═══ RECORDS SHOWN ═══
//! Embedded platform: accelerators and DMA engines in mapped windows

use super::{DeviceInfo, Hardware};
use crate::accelerator::{Accelerator, MmioAccelerator};
use crate::config::{AcceleratorParameters, DataMoverParameters, HardwareParameters, REGISTER_ALIGNMENT};
use crate::datamover::{DataMover, DmaDataMover, DMA_REGISTER_WINDOW};
use crate::error::{Error, Result};
use crate::platform::{DeviceMemory, RegisterBus, WindowMapper};
use parking_lot::Mutex;
use std::collections::HashMap;
use std::sync::Arc;

#[derive(Clone)]
struct Window {
    bus: Arc<dyn RegisterBus>,
    /// Serialises every accelerator and engine opened on this window
    lock: Arc<Mutex<()>>,
}

/// Programmable logic on a system-on-chip
///
/// Windows are mapped once per base address and shared: two accelerators
/// opened at the same base use the same bus and the same lock, and two
/// data movers at the same base drive the same engine.
pub struct MmioPlatform {
    mapper: Arc<dyn WindowMapper>,
    memory: Arc<dyn DeviceMemory>,
    bitstream: Option<String>,
    xclbin: String,
    info: Option<DeviceInfo>,
    windows: Mutex<HashMap<u64, Window>>,
    movers: Mutex<HashMap<u64, CachedMover>>,
}

struct CachedMover {
    mover: DataMover,
    poll_budget: Option<u64>,
}

impl MmioPlatform {
    /// Bring up the platform described by `parameters`
    ///
    /// `mapper` maps register windows (e.g. `DevMemMapper`); `memory`
    /// provides DMA-capable buffers.
    pub fn new(
        parameters: &HardwareParameters,
        mapper: Arc<dyn WindowMapper>,
        memory: Arc<dyn DeviceMemory>,
    ) -> Result<Self> {
        let start = std::time::Instant::now();

        let HardwareParameters::Mmio { bitstream, xclbin } = parameters else {
            return Err(Error::IncompatibleParameter(
                "mmio platform needs mmio hardware parameters".to_string(),
            ));
        };
        if xclbin.is_empty() {
            return Err(Error::Configuration("cannot work with an empty xclbin path".to_string()));
        }

        let duration_us = start.elapsed().as_micros() as u64;
        tracing::debug!(
            duration_us = duration_us,
            xclbin = %xclbin,
            bitstream = ?bitstream,
            "mmio_platform_created"
        );

        Ok(Self {
            mapper,
            memory,
            bitstream: bitstream.clone(),
            xclbin: xclbin.clone(),
            info: None,
            windows: Mutex::new(HashMap::new()),
            movers: Mutex::new(HashMap::new()),
        })
    }

    /// Report `info` from [`Hardware::query`]
    pub fn with_device_info(mut self, info: DeviceInfo) -> Self {
        self.info = Some(info);
        self
    }

    pub fn bitstream(&self) -> Option<&str> {
        self.bitstream.as_deref()
    }

    /// Number of distinct windows mapped so far
    pub fn mapped_windows(&self) -> usize {
        self.windows.lock().len()
    }

    fn window(&self, base: u64, size: u64) -> Result<Window> {
        if base % REGISTER_ALIGNMENT != 0 {
            return Err(Error::Configuration(format!(
                "window base {base:#x} is not {REGISTER_ALIGNMENT}-byte aligned"
            )));
        }
        let mut windows = self.windows.lock();
        if let Some(window) = windows.get(&base) {
            if window.bus.window_size() < size {
                return Err(Error::Configuration(format!(
                    "window at {base:#x} is mapped with {:#x} bytes, {size:#x} requested",
                    window.bus.window_size()
                )));
            }
            return Ok(window.clone());
        }

        let window = Window {
            bus: self.mapper.map(base, size)?,
            lock: Arc::new(Mutex::new(())),
        };
        tracing::debug!(base = base, size = size, "window_mapped");
        windows.insert(base, window.clone());
        Ok(window)
    }
}

impl Hardware for MmioPlatform {
    fn reset(&self) -> Result<()> {
        // Programmable logic is configured before the platform is brought
        // up; there is no device-side state to restore here.
        tracing::debug!(xclbin = %self.xclbin, "mmio_platform_reset");
        Ok(())
    }

    fn query(&self) -> Result<DeviceInfo> {
        Ok(self.info.clone().unwrap_or_else(|| DeviceInfo {
            name: "mmio".to_string(),
            identity: self.xclbin.clone(),
            clocks_mhz: Vec::new(),
        }))
    }

    fn accelerator(&self, parameters: &AcceleratorParameters) -> Result<Accelerator> {
        let AcceleratorParameters::Mmio {
            base_address,
            window_size,
            register_width,
        } = parameters
        else {
            return Err(Error::IncompatibleParameter(
                "mmio platform needs mmio accelerator parameters".to_string(),
            ));
        };

        let window = self.window(*base_address, *window_size)?;
        let backend = MmioAccelerator::new(window.bus, window.lock, *register_width)?;
        Ok(Accelerator::new(Arc::new(backend)))
    }

    fn data_mover(&self, parameters: &DataMoverParameters) -> Result<DataMover> {
        let DataMoverParameters::Dma {
            base_address,
            poll_budget,
        } = parameters
        else {
            return Err(Error::IncompatibleParameter(
                "mmio platform needs dma data mover parameters".to_string(),
            ));
        };

        let mut movers = self.movers.lock();
        if let Some(cached) = movers.get(base_address) {
            if cached.poll_budget != *poll_budget {
                return Err(Error::Configuration(format!(
                    "dma engine at {base_address:#x} is open with poll budget {:?}, {poll_budget:?} requested",
                    cached.poll_budget
                )));
            }
            return Ok(cached.mover.clone());
        }
        let window = self.window(*base_address, DMA_REGISTER_WINDOW)?;
        let engine =
            DmaDataMover::new(window.bus, Arc::clone(&self.memory), *poll_budget).with_window_lock(window.lock);
        let mover = DataMover::new(Arc::new(engine));
        movers.insert(
            *base_address,
            CachedMover {
                mover: mover.clone(),
                poll_budget: *poll_budget,
            },
        );
        Ok(mover)
    }
}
═══
§ **ABOUT THIS EXERCISE**: Across all the material above, work out how many lines hold the word "movers", and answer with that number only.

§ **TASK OUTPUT**: 6